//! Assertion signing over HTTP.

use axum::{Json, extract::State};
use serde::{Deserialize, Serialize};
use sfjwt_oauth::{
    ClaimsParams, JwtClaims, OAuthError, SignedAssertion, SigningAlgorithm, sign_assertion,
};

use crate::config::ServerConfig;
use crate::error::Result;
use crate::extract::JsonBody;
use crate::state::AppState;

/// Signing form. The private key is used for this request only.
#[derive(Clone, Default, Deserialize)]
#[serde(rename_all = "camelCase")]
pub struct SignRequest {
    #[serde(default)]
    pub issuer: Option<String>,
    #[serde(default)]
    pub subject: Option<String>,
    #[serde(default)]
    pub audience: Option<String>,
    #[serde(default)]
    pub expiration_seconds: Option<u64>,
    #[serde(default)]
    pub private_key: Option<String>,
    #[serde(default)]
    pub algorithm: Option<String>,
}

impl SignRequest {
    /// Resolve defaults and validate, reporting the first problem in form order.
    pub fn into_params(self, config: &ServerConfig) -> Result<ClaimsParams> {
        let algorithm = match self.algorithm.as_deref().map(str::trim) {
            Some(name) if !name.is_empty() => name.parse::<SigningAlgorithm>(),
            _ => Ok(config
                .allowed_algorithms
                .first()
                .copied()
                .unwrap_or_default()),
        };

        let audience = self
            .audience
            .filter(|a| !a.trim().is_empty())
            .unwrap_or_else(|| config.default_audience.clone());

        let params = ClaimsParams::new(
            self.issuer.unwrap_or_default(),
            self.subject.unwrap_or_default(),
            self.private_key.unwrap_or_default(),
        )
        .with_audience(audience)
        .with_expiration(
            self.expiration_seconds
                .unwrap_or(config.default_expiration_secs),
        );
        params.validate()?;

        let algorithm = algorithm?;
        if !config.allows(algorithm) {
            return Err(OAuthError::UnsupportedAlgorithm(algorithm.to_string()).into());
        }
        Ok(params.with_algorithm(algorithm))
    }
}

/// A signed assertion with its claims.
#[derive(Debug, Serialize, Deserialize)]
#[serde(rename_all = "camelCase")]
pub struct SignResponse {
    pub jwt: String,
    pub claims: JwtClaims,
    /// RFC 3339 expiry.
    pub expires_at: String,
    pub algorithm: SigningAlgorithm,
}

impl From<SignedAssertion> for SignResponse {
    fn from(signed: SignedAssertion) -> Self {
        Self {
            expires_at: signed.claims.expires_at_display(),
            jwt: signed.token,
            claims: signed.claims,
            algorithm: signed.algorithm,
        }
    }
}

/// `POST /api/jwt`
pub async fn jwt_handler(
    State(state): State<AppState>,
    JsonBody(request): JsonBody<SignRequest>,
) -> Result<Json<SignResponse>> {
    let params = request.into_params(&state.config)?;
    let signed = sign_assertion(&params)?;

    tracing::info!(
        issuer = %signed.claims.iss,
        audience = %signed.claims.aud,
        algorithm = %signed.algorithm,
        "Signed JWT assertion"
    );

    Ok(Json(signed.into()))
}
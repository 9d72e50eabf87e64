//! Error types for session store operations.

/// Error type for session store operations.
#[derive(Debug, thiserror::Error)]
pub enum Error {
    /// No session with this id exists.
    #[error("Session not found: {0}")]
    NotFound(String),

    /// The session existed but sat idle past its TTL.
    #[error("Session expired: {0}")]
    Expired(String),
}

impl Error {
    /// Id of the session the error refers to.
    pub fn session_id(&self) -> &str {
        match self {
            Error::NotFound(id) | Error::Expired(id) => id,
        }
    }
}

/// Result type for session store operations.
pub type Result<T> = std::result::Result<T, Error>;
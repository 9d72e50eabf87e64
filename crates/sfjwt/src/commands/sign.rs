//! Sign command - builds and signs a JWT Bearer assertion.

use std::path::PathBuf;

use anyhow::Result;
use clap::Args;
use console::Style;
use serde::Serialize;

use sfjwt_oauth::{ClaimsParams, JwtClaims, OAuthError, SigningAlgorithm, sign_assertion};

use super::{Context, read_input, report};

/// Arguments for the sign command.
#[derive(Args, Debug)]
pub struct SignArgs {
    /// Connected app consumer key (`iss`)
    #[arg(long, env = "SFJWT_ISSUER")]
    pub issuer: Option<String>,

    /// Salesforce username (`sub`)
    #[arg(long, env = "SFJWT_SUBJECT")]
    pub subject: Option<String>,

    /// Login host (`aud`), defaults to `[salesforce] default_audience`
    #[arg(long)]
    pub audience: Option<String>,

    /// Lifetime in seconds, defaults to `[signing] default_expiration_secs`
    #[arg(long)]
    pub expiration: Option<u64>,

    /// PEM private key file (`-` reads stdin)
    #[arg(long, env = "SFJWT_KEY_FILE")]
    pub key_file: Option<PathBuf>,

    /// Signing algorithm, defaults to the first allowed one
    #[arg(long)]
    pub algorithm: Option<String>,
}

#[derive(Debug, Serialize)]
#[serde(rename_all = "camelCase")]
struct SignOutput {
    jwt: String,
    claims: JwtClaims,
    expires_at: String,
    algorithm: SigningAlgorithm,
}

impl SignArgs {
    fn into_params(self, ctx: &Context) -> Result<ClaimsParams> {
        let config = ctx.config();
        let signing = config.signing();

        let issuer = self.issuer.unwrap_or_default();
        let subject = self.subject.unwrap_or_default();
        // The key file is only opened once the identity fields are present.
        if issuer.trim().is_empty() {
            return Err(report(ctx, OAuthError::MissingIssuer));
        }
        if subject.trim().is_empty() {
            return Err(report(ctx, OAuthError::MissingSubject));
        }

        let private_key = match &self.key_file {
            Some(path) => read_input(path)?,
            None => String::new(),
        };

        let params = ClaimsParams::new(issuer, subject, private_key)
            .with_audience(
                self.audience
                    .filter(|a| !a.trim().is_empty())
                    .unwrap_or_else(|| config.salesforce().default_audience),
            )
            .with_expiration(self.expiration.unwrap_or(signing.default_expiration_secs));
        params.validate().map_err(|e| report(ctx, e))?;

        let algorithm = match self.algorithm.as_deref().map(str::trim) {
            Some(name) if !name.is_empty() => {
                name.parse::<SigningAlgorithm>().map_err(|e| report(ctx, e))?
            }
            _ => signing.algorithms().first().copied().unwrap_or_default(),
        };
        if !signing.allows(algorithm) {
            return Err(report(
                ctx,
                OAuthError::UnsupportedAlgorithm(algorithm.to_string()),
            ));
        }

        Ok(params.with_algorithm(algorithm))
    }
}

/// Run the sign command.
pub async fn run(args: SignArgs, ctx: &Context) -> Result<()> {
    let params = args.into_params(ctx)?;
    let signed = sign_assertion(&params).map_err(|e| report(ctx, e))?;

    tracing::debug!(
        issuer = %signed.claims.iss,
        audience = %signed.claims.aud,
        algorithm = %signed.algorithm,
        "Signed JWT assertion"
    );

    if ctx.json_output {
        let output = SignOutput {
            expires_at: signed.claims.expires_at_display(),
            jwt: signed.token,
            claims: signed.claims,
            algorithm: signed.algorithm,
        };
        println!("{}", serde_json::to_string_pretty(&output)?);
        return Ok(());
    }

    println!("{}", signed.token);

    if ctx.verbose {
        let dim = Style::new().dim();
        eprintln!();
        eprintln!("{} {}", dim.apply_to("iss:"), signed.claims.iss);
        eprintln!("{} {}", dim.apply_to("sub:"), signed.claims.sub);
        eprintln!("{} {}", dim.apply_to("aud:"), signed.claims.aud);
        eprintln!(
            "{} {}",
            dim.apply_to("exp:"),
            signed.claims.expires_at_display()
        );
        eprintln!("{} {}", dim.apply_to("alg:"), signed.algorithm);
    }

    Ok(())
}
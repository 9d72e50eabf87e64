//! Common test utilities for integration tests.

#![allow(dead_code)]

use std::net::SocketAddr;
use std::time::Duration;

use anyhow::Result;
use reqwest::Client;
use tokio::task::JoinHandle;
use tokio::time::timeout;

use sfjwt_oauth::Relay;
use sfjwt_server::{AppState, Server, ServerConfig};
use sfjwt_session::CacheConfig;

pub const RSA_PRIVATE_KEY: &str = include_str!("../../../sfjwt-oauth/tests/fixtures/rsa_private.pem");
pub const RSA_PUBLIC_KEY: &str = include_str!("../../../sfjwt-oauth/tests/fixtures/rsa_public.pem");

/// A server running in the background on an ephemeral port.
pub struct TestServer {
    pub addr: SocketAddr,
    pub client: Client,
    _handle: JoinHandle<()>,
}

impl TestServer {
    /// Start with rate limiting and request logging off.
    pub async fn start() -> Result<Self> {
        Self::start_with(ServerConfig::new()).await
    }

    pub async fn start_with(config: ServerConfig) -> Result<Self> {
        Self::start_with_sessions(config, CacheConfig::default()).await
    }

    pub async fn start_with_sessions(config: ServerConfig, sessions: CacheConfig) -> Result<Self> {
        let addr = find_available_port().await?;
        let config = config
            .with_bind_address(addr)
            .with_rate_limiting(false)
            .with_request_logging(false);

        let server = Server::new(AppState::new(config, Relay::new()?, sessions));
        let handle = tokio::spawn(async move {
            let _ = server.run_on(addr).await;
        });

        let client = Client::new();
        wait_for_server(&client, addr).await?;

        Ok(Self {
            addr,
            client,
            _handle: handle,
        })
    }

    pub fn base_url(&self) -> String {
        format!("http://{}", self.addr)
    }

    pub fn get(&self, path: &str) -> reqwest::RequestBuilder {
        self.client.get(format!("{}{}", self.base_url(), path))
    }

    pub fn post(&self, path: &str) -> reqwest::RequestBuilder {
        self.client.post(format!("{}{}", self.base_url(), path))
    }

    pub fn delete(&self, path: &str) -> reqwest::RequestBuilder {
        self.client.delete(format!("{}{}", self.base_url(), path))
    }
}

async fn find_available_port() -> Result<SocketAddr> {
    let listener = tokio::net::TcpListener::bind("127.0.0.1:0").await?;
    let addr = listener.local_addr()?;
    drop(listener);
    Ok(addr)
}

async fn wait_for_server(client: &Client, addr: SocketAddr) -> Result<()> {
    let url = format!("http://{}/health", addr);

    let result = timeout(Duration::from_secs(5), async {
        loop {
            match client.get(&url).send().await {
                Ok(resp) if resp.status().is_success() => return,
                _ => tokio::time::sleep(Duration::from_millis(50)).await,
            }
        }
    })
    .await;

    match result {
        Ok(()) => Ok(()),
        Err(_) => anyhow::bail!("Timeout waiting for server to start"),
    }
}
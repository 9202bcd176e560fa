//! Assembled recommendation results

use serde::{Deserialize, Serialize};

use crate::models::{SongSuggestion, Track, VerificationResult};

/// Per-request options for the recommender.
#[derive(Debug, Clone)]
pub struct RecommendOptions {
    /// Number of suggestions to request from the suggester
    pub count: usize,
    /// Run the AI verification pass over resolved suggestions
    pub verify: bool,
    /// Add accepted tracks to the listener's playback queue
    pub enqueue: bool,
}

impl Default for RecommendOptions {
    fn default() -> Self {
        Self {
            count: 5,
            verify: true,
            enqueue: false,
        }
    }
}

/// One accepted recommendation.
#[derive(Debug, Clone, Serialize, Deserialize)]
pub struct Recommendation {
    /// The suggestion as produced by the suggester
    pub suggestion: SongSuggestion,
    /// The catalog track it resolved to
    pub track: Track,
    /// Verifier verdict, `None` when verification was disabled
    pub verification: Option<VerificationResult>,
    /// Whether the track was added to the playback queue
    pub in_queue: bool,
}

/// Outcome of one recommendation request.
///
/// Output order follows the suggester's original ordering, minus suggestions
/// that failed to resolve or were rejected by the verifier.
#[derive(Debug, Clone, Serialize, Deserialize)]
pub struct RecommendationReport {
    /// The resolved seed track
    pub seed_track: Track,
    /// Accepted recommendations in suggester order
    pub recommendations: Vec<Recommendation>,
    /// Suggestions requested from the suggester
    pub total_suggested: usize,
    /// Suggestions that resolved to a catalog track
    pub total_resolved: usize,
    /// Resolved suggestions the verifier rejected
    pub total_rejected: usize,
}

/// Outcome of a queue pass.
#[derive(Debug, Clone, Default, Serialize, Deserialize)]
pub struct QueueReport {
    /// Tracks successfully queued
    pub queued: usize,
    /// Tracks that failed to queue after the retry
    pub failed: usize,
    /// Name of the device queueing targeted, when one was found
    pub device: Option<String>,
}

§ **How to complete this task**:
Please say how many lines of the records contain the word "SignRequest", giving the number by itself.

§ **Written response**:
3